§ Task details:
Write down every entry below once more, exactly.

○ ○ ○ ○

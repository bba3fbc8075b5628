use crate::kernel::services::ports::{SearchError, SearchRequest, SearchResultPage};
use std::time::Duration;

/// Quiet period between the last keystroke and the request it triggers.
pub const DEBOUNCE_DELAY: Duration = Duration::from_millis(300);

#[derive(Debug, Clone, PartialEq, Eq, Default)]
pub enum ResultsView {
    #[default]
    Hidden,
    Loading,
    Error(SearchError),
    Empty {
        suggestions: Vec<String>,
    },
    Results(SearchResultPage),
}

#[derive(Debug, Clone)]
pub struct SearchState {
    pub query: String,
    pub page: u32,
    pub visible: bool,
    pub view: ResultsView,
    pub pending_debounce: Option<u64>,
    pub latest_request: Option<u64>,
    pub apply_stale_responses: bool,
    next_token: u64,
    next_seq: u64,
}

impl Default for SearchState {
    fn default() -> Self {
        Self {
            query: String::new(),
            page: 1,
            visible: false,
            view: ResultsView::Hidden,
            pending_debounce: None,
            latest_request: None,
            apply_stale_responses: false,
            next_token: 0,
            next_seq: 0,
        }
    }
}

impl SearchState {
    pub fn with_stale_responses(apply_stale_responses: bool) -> Self {
        Self {
            apply_stale_responses,
            ..Self::default()
        }
    }

    /// Stores the trimmed query and rewinds to page 1. Returns true if the text changed.
    pub fn set_query(&mut self, raw: &str) -> bool {
        let trimmed = raw.trim();
        let changed = self.query != trimmed;
        if changed {
            self.query.clear();
            self.query.push_str(trimmed);
        }
        self.page = 1;
        if !self.apply_stale_responses {
            self.latest_request = None;
        }
        changed
    }

    pub fn take_pending_debounce(&mut self) -> Option<u64> {
        self.pending_debounce.take()
    }

    pub fn arm_debounce(&mut self) -> u64 {
        self.next_token += 1;
        self.pending_debounce = Some(self.next_token);
        self.next_token
    }

    /// Consumes the pending debounce if `token` is the live one.
    pub fn fire_debounce(&mut self, token: u64) -> bool {
        if self.pending_debounce != Some(token) {
            return false;
        }
        self.pending_debounce = None;
        true
    }

    pub fn hide(&mut self) -> bool {
        let changed = self.visible || self.view != ResultsView::Hidden;
        self.visible = false;
        self.view = ResultsView::Hidden;
        changed
    }

    pub fn begin_request(&mut self, page: u32) -> Option<SearchRequest> {
        if self.query.is_empty() {
            return None;
        }

        self.next_seq += 1;
        self.page = page.max(1);
        self.latest_request = Some(self.next_seq);
        self.view = ResultsView::Loading;
        self.visible = true;

        Some(SearchRequest {
            seq: self.next_seq,
            query: self.query.clone(),
            page: self.page,
        })
    }

    pub fn is_current(&self, seq: u64) -> bool {
        self.apply_stale_responses || self.latest_request == Some(seq)
    }

    pub fn apply_outcome(
        &mut self,
        seq: u64,
        outcome: Result<SearchResultPage, SearchError>,
    ) -> bool {
        if !self.is_current(seq) {
            return false;
        }

        self.visible = true;
        self.view = match outcome {
            Ok(page) if page.is_empty() => ResultsView::Empty {
                suggestions: page.suggestions,
            },
            Ok(page) => {
                self.page = page.current_page.max(1);
                ResultsView::Results(page)
            }
            Err(err) => ResultsView::Error(err),
        };
        true
    }

    pub fn show_on_focus(&mut self) -> bool {
        if self.query.is_empty() || self.visible {
            return false;
        }
        self.visible = true;
        true
    }

    pub fn hide_on_click_outside(&mut self) -> bool {
        if !self.visible {
            return false;
        }
        self.visible = false;
        true
    }
}

#[cfg(test)]
#[path = "../../tests/unit/kernel/search.rs"]
mod tests;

○ ○ ○ ○

§ Task output:
repository bba3fbc8075b5628
use crate::kernel::services::ports::{SearchError, SearchRequest, SearchResultPage};
use std::time::Duration;

/// Quiet period between the last keystroke and the request it triggers.
pub const DEBOUNCE_DELAY: Duration = Duration::from_millis(300);

#[derive(Debug, Clone, PartialEq, Eq, Default)]
pub enum ResultsView {
    #[default]
    Hidden,
    Loading,
    Error(SearchError),
    Empty {
        suggestions: Vec<String>,
    },
    Results(SearchResultPage),
}

#[derive(Debug, Clone)]
pub struct SearchState {
    pub query: String,
    pub page: u32,
    pub visible: bool,
    pub view: ResultsView,
    pub pending_debounce: Option<u64>,
    pub latest_request: Option<u64>,
    pub apply_stale_responses: bool,
    next_token: u64,
    next_seq: u64,
}

impl Default for SearchState {
    fn default() -> Self {
        Self {
            query: String::new(),
            page: 1,
            visible: false,
            view: ResultsView::Hidden,
            pending_debounce: None,
            latest_request: None,
            apply_stale_responses: false,
            next_token: 0,
            next_seq: 0,
        }
    }
}

impl SearchState {
    pub fn with_stale_responses(apply_stale_responses: bool) -> Self {
        Self {
            apply_stale_responses,
            ..Self::default()
        }
    }

    /// Stores the trimmed query and rewinds to page 1. Returns true if the text changed.
    pub fn set_query(&mut self, raw: &str) -> bool {
        let trimmed = raw.trim();
        let changed = self.query != trimmed;
        if changed {
            self.query.clear();
            self.query.push_str(trimmed);
        }
        self.page = 1;
        if !self.apply_stale_responses {
            self.latest_request = None;
        }
        changed
    }

    pub fn take_pending_debounce(&mut self) -> Option<u64> {
        self.pending_debounce.take()
    }

    pub fn arm_debounce(&mut self) -> u64 {
        self.next_token += 1;
        self.pending_debounce = Some(self.next_token);
        self.next_token
    }

    /// Consumes the pending debounce if `token` is the live one.
    pub fn fire_debounce(&mut self, token: u64) -> bool {
        if self.pending_debounce != Some(token) {
            return false;
        }
        self.pending_debounce = None;
        true
    }

    pub fn hide(&mut self) -> bool {
        let changed = self.visible || self.view != ResultsView::Hidden;
        self.visible = false;
        self.view = ResultsView::Hidden;
        changed
    }

    pub fn begin_request(&mut self, page: u32) -> Option<SearchRequest> {
        if self.query.is_empty() {
            return None;
        }

        self.next_seq += 1;
        self.page = page.max(1);
        self.latest_request = Some(self.next_seq);
        self.view = ResultsView::Loading;
        self.visible = true;

        Some(SearchRequest {
            seq: self.next_seq,
            query: self.query.clone(),
            page: self.page,
        })
    }

    pub fn is_current(&self, seq: u64) -> bool {
        self.apply_stale_responses || self.latest_request == Some(seq)
    }

    pub fn apply_outcome(
        &mut self,
        seq: u64,
        outcome: Result<SearchResultPage, SearchError>,
    ) -> bool {
        if !self.is_current(seq) {
            return false;
        }

        self.visible = true;
        self.view = match outcome {
            Ok(page) if page.is_empty() => ResultsView::Empty {
                suggestions: page.suggestions,
            },
            Ok(page) => {
                self.page = page.current_page.max(1);
                ResultsView::Results(page)
            }
            Err(err) => ResultsView::Error(err),
        };
        true
    }

    pub fn show_on_focus(&mut self) -> bool {
        if self.query.is_empty() || self.visible {
            return false;
        }
        self.visible = true;
        true
    }

    pub fn hide_on_click_outside(&mut self) -> bool {
        if !self.visible {
            return false;
        }
        self.visible = false;
        true
    }
}

#[cfg(test)]
#[path = "../../tests/unit/kernel/search.rs"]
mod tests;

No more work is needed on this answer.